[DATA UNDER STUDY]
[Start of section]

//! Device connection lifecycle
//!
//! Owns the open device handle and replaces it on reconnect. Readers clone
//! the `Arc` out of the lock and never hold it across a blocking read. The
//! device closes when its last clone is dropped, so callers drop their clone
//! before asking for a reconnect.

use std::path::{Path, PathBuf};
use std::sync::{Arc, RwLock, RwLockReadGuard, RwLockWriteGuard};
use std::time::Duration;

use tracing::{debug, error, info, warn};

use crate::device::codes::{EV_FF, EV_SYN, SYN_MT_REPORT, SYN_REPORT};
use crate::device::{Capabilities, DeviceOpener, EventDevice, InputEvent, OpenError, FF_STOP};
use crate::shutdown::ShutdownContext;

pub const DEFAULT_RETRY_DELAY: Duration = Duration::from_secs(2);

#[derive(Debug, thiserror::Error)]
pub enum ConnectionError {
    #[error("Shutdown requested before the device could be opened")]
    ShutdownRequested,

    #[error("Incompatible device {}: {source}", path.display())]
    IncompatibleDevice {
        path: PathBuf,
        #[source]
        source: std::io::Error,
    },
}

/// The open device together with the connection it belongs to.
#[derive(Debug, Default)]
struct Slot {
    device: Option<Arc<dyn EventDevice>>,
    /// Incremented on every successful open.
    generation: u64,
}

#[derive(Debug)]
pub struct ConnectionManager {
    path: PathBuf,
    opener: Arc<dyn DeviceOpener>,
    slot: RwLock<Slot>,
    retry_delay: Duration,
    shutdown: ShutdownContext,
}

impl ConnectionManager {
    pub fn new(
        path: impl Into<PathBuf>,
        opener: Arc<dyn DeviceOpener>,
        shutdown: ShutdownContext,
    ) -> Self {
        Self {
            path: path.into(),
            opener,
            slot: RwLock::new(Slot::default()),
            retry_delay: DEFAULT_RETRY_DELAY,
            shutdown,
        }
    }

    pub fn with_retry_delay(mut self, retry_delay: Duration) -> Self {
        self.retry_delay = retry_delay;
        self
    }

    pub fn path(&self) -> &Path {
        &self.path
    }

    /// Opens the device, retrying every `retry_delay` until it succeeds.
    ///
    /// An incompatible device is not retried: shutdown is requested and the
    /// error returned.
    pub fn open(&self) -> Result<(), ConnectionError> {
        loop {
            if self.shutdown.is_requested() {
                return Err(ConnectionError::ShutdownRequested);
            }

            match self.opener.open(&self.path) {
                Ok(device) => {
                    info!("Connected to {}", device.capabilities().name);
                    let mut slot = self.write_slot();
                    slot.device = Some(device);
                    slot.generation += 1;
                    debug!("Connection generation {}", slot.generation);
                    return Ok(());
                }
                Err(OpenError::Unavailable(e)) => {
                    error!(
                        "Failed to open device '{}': {}. Retrying in {:?}",
                        self.path.display(),
                        e,
                        self.retry_delay
                    );
                    if self.shutdown.sleep(self.retry_delay) {
                        return Err(ConnectionError::ShutdownRequested);
                    }
                }
                Err(OpenError::Incompatible(source)) => {
                    error!(
                        "Failed to initialize device '{}': {}",
                        self.path.display(),
                        source
                    );
                    self.shutdown.request();
                    return Err(ConnectionError::IncompatibleDevice {
                        path: self.path.clone(),
                        source,
                    });
                }
            }
        }
    }

    pub fn reconnect(&self) -> Result<(), ConnectionError> {
        info!("Reconnecting to '{}'", self.path.display());
        self.close();
        self.open()
    }

    /// Releases the manager's handle. The device closes once clones held
    /// elsewhere are dropped too.
    pub fn close(&self) {
        let Some(device) = self.write_slot().device.take() else {
            debug!("Close requested but no device is open");
            return;
        };
        info!("Closing {}", device.capabilities().name);
        let others = Arc::strong_count(&device) - 1;
        if others > 0 {
            debug!("{} other handles still hold the device", others);
        }
    }

    pub fn device(&self) -> Option<Arc<dyn EventDevice>> {
        self.read_slot().device.clone()
    }

    /// The open device and its generation, read together.
    pub fn current(&self) -> Option<(Arc<dyn EventDevice>, u64)> {
        let slot = self.read_slot();
        slot.device
            .as_ref()
            .map(|device| (device.clone(), slot.generation))
    }

    pub fn is_up(&self) -> bool {
        self.read_slot().device.is_some()
    }

    /// Incremented on every successful open.
    pub fn generation(&self) -> u64 {
        self.read_slot().generation
    }

    pub fn has_axes(&self) -> bool {
        self.capability(|caps| caps.has_axes())
    }

    pub fn has_buttons(&self) -> bool {
        self.capability(|caps| caps.has_buttons())
    }

    pub fn has_force_feedback(&self) -> bool {
        self.capability(|caps| caps.has_force_feedback())
    }

    /// Writes a harmless packet so that a read blocked in the kernel returns.
    ///
    /// Force-feedback devices get a stop for effect 0, everything else an
    /// empty multitouch report. Either way a `SYN_REPORT` follows: the kernel
    /// only wakes readers once a report completes the packet.
    pub fn wake_reader(&self) {
        let Some(device) = self.device() else {
            debug!("No device open, nothing to wake");
            return;
        };

        let first = if device.capabilities().has_force_feedback() {
            InputEvent::new(EV_FF, 0, FF_STOP)
        } else {
            InputEvent::new(EV_SYN, SYN_MT_REPORT, 0)
        };
        let result = device
            .write_event(first)
            .and_then(|()| device.write_event(InputEvent::new(EV_SYN, SYN_REPORT, 0)));

        match result {
            Ok(()) => debug!("Wake-up packet written"),
            Err(e) => warn!("Failed to write wake-up packet: {}", e),
        }
    }

    fn capability(&self, query: impl FnOnce(&Capabilities) -> bool) -> bool {
        self.read_slot()
            .device
            .as_ref()
            .is_some_and(|device| query(device.capabilities()))
    }

    fn read_slot(&self) -> RwLockReadGuard<'_, Slot> {
        self.slot.read().unwrap_or_else(|e| e.into_inner())
    }

    fn write_slot(&self) -> RwLockWriteGuard<'_, Slot> {
        self.slot.write().unwrap_or_else(|e| e.into_inner())
    }
}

[End of section]

[TASK REQUIREMENTS]
Among the records above, find each line holding the string "crate" and pull it out.

[RESPONSE AREA]
use crate::device::codes::{EV_FF, EV_SYN, SYN_MT_REPORT, SYN_REPORT};
use crate::device::{Capabilities, DeviceOpener, EventDevice, InputEvent, OpenError, FF_STOP};
use crate::shutdown::ShutdownContext;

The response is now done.